The third weekend in January, come rain or snow, Seattle Parks youth come together to learn, reflect and follow in the footsteps of one the most influential civil rights leaders of our time.

“We cannot walk alone,” Dr. Martin Luther King, Jr. announced in August 1963.  “And as we walk, we must make the pledge that we shall always march ahead. We cannot turn back.”

On Saturday, Jan. 17, Seattle teens will gather at Dr. Martin Luther King, Jr. Memorial Park at 11 a.m. for their annual march. The teens will hold a moment of silence and put flowers into the fountain for youth we have lost to violence, before making their way to Rainier Community Center via Martin Luther King, Jr. Way and Rainier Avenue S.

“The march is an event for our youth, but we welcome everybody,” Seattle Parks Recreation Specialist Cindy Sandino-Chang said. “It’s wonderful when people join us on the street, and we feel the community rally behind us. People honk at us from their cars and it gets the teens excited.”

Sandino-Chang is on the event’s planning committee and has been working to organize the event with other Recreation leaders and teens since October.

Teen Deiosha Sparks is on the committee. She said she was eager to be part of the conversation. “I want to hear what other voices are saying on the issue of civil rights,” she said.

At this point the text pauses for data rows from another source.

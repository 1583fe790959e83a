// Copyright (C) 2026 The electionguard-core Authors.

#![deny(clippy::unwrap_used)]
#![deny(clippy::expect_used)]
#![deny(clippy::panic)]
#![deny(clippy::manual_assert)]

//! `serde` helpers for encoding [`num_bigint::BigUint`] values as
//! uppercase hex strings of a fixed byte width, so JSON artifacts carry a
//! canonical, length-stable representation rather than a decimal string
//! of varying length (spec §9 "String-typed big integers").

use num_bigint::BigUint;
use serde::{Deserialize, Deserializer, Serialize, Serializer};

use crate::algebra_utils::to_be_bytes_left_pad;

/// Serializes bytes as a string of uppercase hex digits.
pub fn serialize_bytes_as_uppercase_hex<S, B>(bytes: B, serializer: S) -> Result<S::Ok, S::Error>
where
    S: Serializer,
    B: AsRef<[u8]>,
{
    hex::encode_upper(bytes).serialize(serializer)
}

/// Decodes a string of hex digits (either case) into raw bytes.
pub fn deserialize_hex_bytes<'de, D>(deserializer: D) -> Result<Vec<u8>, D::Error>
where
    D: Deserializer<'de>,
{
    use serde::de::Error;
    let s = String::deserialize(deserializer)?;
    hex::decode(s.trim()).map_err(D::Error::custom)
}

/// Serializes a [`BigUint`] as an uppercase hex string left-padded to
/// `byte_len` bytes.
pub fn serialize_biguint_fixed_width<S>(
    byte_len: usize,
) -> impl Fn(&BigUint, S) -> Result<S::Ok, S::Error>
where
    S: Serializer,
{
    move |n, serializer| {
        let bytes = to_be_bytes_left_pad(n, byte_len);
        serialize_bytes_as_uppercase_hex(bytes, serializer)
    }
}

/// Decodes a [`BigUint`] from a hex string of any length.
pub fn deserialize_biguint<'de, D>(deserializer: D) -> Result<BigUint, D::Error>
where
    D: Deserializer<'de>,
{
    let bytes = deserialize_hex_bytes(deserializer)?;
    Ok(BigUint::from_bytes_be(&bytes))
}

/// `#[serde(with = "...")]` target for a bare [`BigUint`] field: hex
/// string, unpadded. The one canonical wire form for field/group
/// elements (spec §9 "String-typed big integers" — a reimplementation
/// must pick a single form and reject the other); every artifact in
/// this crate that embeds a `BigUint` uses this rather than accepting
/// both a JSON string and a JSON object for the same value.
pub mod biguint_hex {
    use super::{deserialize_biguint, serialize_bytes_as_uppercase_hex};
    use num_bigint::BigUint;
    use serde::{Deserializer, Serializer};

    pub fn serialize<S: Serializer>(n: &BigUint, s: S) -> Result<S::Ok, S::Error> {
        serialize_bytes_as_uppercase_hex(n.to_bytes_be(), s)
    }

    pub fn deserialize<'de, D: Deserializer<'de>>(d: D) -> Result<BigUint, D::Error> {
        deserialize_biguint(d)
    }
}

#[cfg(test)]
#[allow(clippy::unwrap_used)]
mod tests {
    use super::*;

    #[test]
    fn hex_round_trip() {
        let bytes = [0xDE, 0xAD, 0xBE, 0xEF];
        let s = hex::encode_upper(bytes);
        assert_eq!(s, "DEADBEEF");
        assert_eq!(hex::decode(s).unwrap(), bytes);
    }
}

Once the teens reach the Rainier Community Center, they will be asked to participate in three workshops. The first workshop will include a gallery of civil rights activists and victims, and teens will have a chance to write letters to the families of teens and police officers who passed away this year across the country. The second workshop will be a dialogue with Seattle Police Department officers and the third workshop will send the teens through five “Tunnels of Oppression.”

Five teen groups are building tunnels to represent the oppression of marginalized groups: the poor, people with mental illnesses, people in the lesbian, gay, bisexual, transgender and queer community, victims of domestic violence and victims of racial discrimination.

“The tunnels are a unique way for someone to get a glimpse into what these situations might feel like,” Sandino-Chang said.

After the workshops, participants will join together for a community dinner and reflect on the day’s events.